A Dangerous Collaboration (Veronica Speedwell #4)(76)
“From our own St. Maddern’s Isle bees,” she told me as she handed me one of the tankards.
I took a sip and nearly choked. “This is not cider,” I protested as I wheezed.
“Of course it is,” she told me, taking a great swallow of the stuff and smacking her lips appreciatively. “With a bit of rum in it.”
“How much rum, Mother Nance?”
“No more’n half a teacup in each,” she promised.
Half a teacup. At this rate I would be drunk as a lord by the time I finished our little chat. I made a note to myself to drink slowly.

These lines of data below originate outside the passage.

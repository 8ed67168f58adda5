use actix_web::{HttpResponse, Responder, web};
use chrono::{NaiveDate, Utc};
use serde::{Deserialize, Serialize};
use utoipa::{IntoParams, ToSchema};

use crate::identity::Participant;
use crate::voting::DayOffService;
use crate::voting::service::LogOutcome;

#[derive(Deserialize, ToSchema)]
pub struct LogActivity {
    #[schema(example = "2026-01-01", format = "date", value_type = String)]
    pub date: NaiveDate,
    #[schema(example = 200)]
    pub amount: i64,
    #[schema(example = "morning set", nullable = true)]
    pub notes: Option<String>,
}

#[derive(Deserialize, IntoParams, ToSchema)]
pub struct ExemptionQuery {
    #[schema(example = "1458306967016701974")]
    /// Chat user id to check
    pub participant_id: String,
    #[schema(example = "2026-01-01", format = "date", value_type = String)]
    /// Day to check
    #[param(value_type = String, format = "date")]
    pub date: NaiveDate,
}

#[derive(Serialize, ToSchema)]
pub struct ExemptionResponse {
    #[schema(example = "1458306967016701974")]
    pub participant_id: String,
    #[schema(example = "2026-01-01", format = "date", value_type = String)]
    pub date: NaiveDate,
    #[schema(example = true)]
    pub exempt: bool,
}

/// Log endpoint; skipped when an approved day-off covers the date
#[utoipa::path(
    post,
    path = "/api/log",
    params(
        ("X-Participant-Id" = String, Header, description = "Chat user id of the participant")
    ),
    request_body(content = LogActivity, content_type = "application/json"),
    responses(
        (status = 201, description = "Logged", body = Object, example = json!({
            "message": "Logged",
            "status": "logged",
            "entry": { "participant_id": "1458306967016701974", "log_date": "2026-01-01", "amount": 200, "notes": null, "logged_at": "2026-01-01T08:00:00Z" }
        })),
        (status = 200, description = "Approved day-off, nothing written", body = Object, example = json!({
            "message": "Approved day-off, no logging needed",
            "status": "exempt"
        })),
        (status = 400, description = "Negative amount"),
        (status = 401, description = "Missing participant id"),
        (status = 503, description = "Log store unavailable")
    ),
    tag = "Log"
)]
pub async fn log_activity(
    participant: Participant,
    service: web::Data<DayOffService>,
    payload: web::Json<LogActivity>,
) -> actix_web::Result<impl Responder> {
    let payload = payload.into_inner();
    let outcome = service
        .log_activity(
            &participant.id,
            payload.date,
            payload.amount,
            payload.notes,
            Utc::now(),
        )
        .await
        .inspect_err(|e| {
            if e.is_transient() {
                tracing::error!(error = %e, participant_id = %participant.id, "Log write failed");
            }
        })?;

    Ok(match outcome {
        LogOutcome::Exempt => HttpResponse::Ok().json(serde_json::json!({
            "message": "Approved day-off, no logging needed",
            "status": "exempt"
        })),
        LogOutcome::Logged { entry } => HttpResponse::Created().json(serde_json::json!({
            "message": "Logged",
            "status": "logged",
            "entry": entry
        })),
    })
}

/// Exemption lookup for reminder and penalty schedulers
#[utoipa::path(
    get,
    path = "/api/exemptions",
    params(ExemptionQuery),
    responses(
        (status = 200, description = "Exemption state", body = ExemptionResponse)
    ),
    tag = "Log"
)]
pub async fn exemption(
    service: web::Data<DayOffService>,
    query: web::Query<ExemptionQuery>,
) -> actix_web::Result<impl Responder> {
    let query = query.into_inner();
    let exempt = service
        .has_approved_dayoff(&query.participant_id, query.date)
        .await;

    Ok(HttpResponse::Ok().json(ExemptionResponse {
        participant_id: query.participant_id,
        date: query.date,
        exempt,
    }))
}

#[cfg(test)]
mod tests {
    use crate::config::Config;
    use crate::identity::PARTICIPANT_HEADER;
    use crate::model::day_off_request::VoteChoice;
    use crate::routes;
    use crate::voting::testing::Harness;
    use actix_web::http::StatusCode;
    use actix_web::{App, test, web};
    use chrono::Utc;

    fn peer() -> std::net::SocketAddr {
        "127.0.0.1:40001".parse().unwrap()
    }

    #[actix_web::test]
    async fn approved_day_short_circuits_log() {
        let h = Harness::new(1);
        let today = Utc::now().date_naive();
        let req = h.service.create_request("alice", today, None, Utc::now()).await.unwrap();
        h.service
            .register_vote(req.id, "bob", VoteChoice::Yes, Utc::now())
            .await
            .unwrap();

        let app = test::init_service(
            App::new()
                .app_data(web::Data::from(h.service.clone()))
                .configure(|cfg| routes::configure(cfg, Config::default())),
        )
        .await;

        let log = test::TestRequest::post()
            .uri("/api/log")
            .peer_addr(peer())
            .insert_header((PARTICIPANT_HEADER, "carol"))
            .set_json(serde_json::json!({ "date": today.to_string(), "amount": 100 }))
            .to_request();
        let resp = test::call_service(&app, log).await;
        assert_eq!(resp.status(), StatusCode::OK);
        let body: serde_json::Value = test::read_body_json(resp).await;
        assert_eq!(body["status"], "exempt");
        assert!(h.log_book.entries().await.is_empty());

        let other_day = today + chrono::Duration::days(1);
        let log = test::TestRequest::post()
            .uri("/api/log")
            .peer_addr(peer())
            .insert_header((PARTICIPANT_HEADER, "carol"))
            .set_json(serde_json::json!({ "date": other_day.to_string(), "amount": 100 }))
            .to_request();
        let resp = test::call_service(&app, log).await;
        assert_eq!(resp.status(), StatusCode::CREATED);
        assert_eq!(h.log_book.entries().await.len(), 1);

        let check = test::TestRequest::get()
            .uri(&format!("/api/exemptions?participant_id=dave&date={}", today))
            .peer_addr(peer())
            .to_request();
        let body: serde_json::Value = test::call_and_read_body_json(&app, check).await;
        assert_eq!(body["exempt"], true);
    }
}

“Did you hear there was a bit of excitement up at the castle?” I ventured. “Some say Rosamund’s ghost has appeared, just as you said.”
She shook her head, her expression inscrutable. “I did indeed say it.”
“You are a canny woman, Mother Nance. What do you think happened to her?”
She shrugged. “Who can say? Perhaps the merfolk have come at last to take one of their own home.”
I suppressed a sigh and took another drink. “A faery tale,” I told her. “You do not really believe that merfolk came ashore and dragged Malcolm Romilly’s bride to her death.”
Her look was pitying. “’Twouldn’t be death, lovey. Not to go to the merfolk. Going home, more like.”
This line of questioning was clearly unproductive, so I tried a different tack. “The whole business has been terribly upsetting for the master of the island. Surely the rest of you would like an answer for his sake.”
She said nothing but merely sipped at her cider, and it occurred to me that an unsolved mystery with ghosts and a missing bride and perhaps a few merfolk thrown in for good measure was bound to be good for business. Travelers and curiosity seekers and other ghouls would be lured from miles around.
“I suppose he shall simply have to reconcile himself to being a tragic bridegroom,” I said.
“Like your Templeton-Vane,” she said, darting me a sly glance over the top of her tankard. I lifted a brow at her and she laughed. “Of course, the question is, which one?” she added.
“They are neither of them mine,” I told her.
She peered at me suddenly, her curious gaze searching my face. “I’d not have thought you blind, my dear. But there’re none so blind as they that will not see.”
I gave her a thin smile. “Perhaps we might get back to the subject of Rosamund,” I suggested.
She flapped a hand. “You’re a thruster, you are.”
“A thruster?”
“Pushing in where there is no place for you and making one,” she explained. I opened my mouth to object, but she held up a hand. “I don’t say it’s a bad thing, so settle your feathers, my dear. You’ve had to do it, haven’t you? All your life. Ever since you were born under a shadow.”
“Born under a shadow?”
“’Tis the sight,” she explained. “I know when a person has been born in sunlight and when they’ve been born in shadow. You are a child of the moon, poppet. That darkness never leaves you. It is your constant companion, and it always will be. And you know it, don’t you?”
“Mother Nance,” I began patiently.
“Ah, you don’t want to talk about it, do you, love? Mother Nance understands. ’Tis a hard thing for a child to know she isn’t wanted. It gets into her blood and bones until she knows that she must always find her own way, for none will smooth her path. But that sort of thing makes a woman strong, you know. Have you ever broken a bone?” she asked me suddenly.
“Yes,” I told her, my mind whipping back to the summer I was eight and I fell from an apple tree. “My arm. When I was a little girl.”
She put out her hand and I stretched my arm towards her. She cradled the wrist a moment, closing her eyes. Then her hands, cupping gently, moved up the limb, pausing halfway between wrist and elbow.
“’Twas here,” she said, more to herself than to me. “This is where the bone broke and was mended.” She patted my arm. “And it is stronger now. Did you know that? When broken places mend, they are stronger than before.”
I said nothing, but as she held my arm, I felt a curious warmth beginning to flow from her palms through my sleeve and into my flesh. A witch’s blessing, I thought wryly. After a long moment, she smiled and released me.
“Hearts are the same as bones, you know,” she said as she picked up her tankard again.
“Are they?”
“Aye. One may be broken into a thousand pieces, but when they are bound together again and a heart is made whole, the love it gives will be all the fiercer.”
I thought of Stoker, so desperately in love with his first wife, and the betrayal that had nearly destroyed him.
She narrowed her gaze. “I could give you a charm for that,” she said, watching me carefully. “It wouldn’t take much, you know. Just a suggestion of a glamour, the merest whisper of a spell . . .”
She let her words trail off suggestively, and for an instant, I was tempted. How easy it would be! To tip a bit of potion into a cup of tea or a glass of whisky . . .
I shook my head, banishing the rum-laced thoughts that were clouding my judgment. “No, thank you, Mother Nance.”
Her mouth twisted into an indulgent smile, very like the one she gave her grandson, I thought. To her I was a child, and a stubborn one, refusing the help that she offered.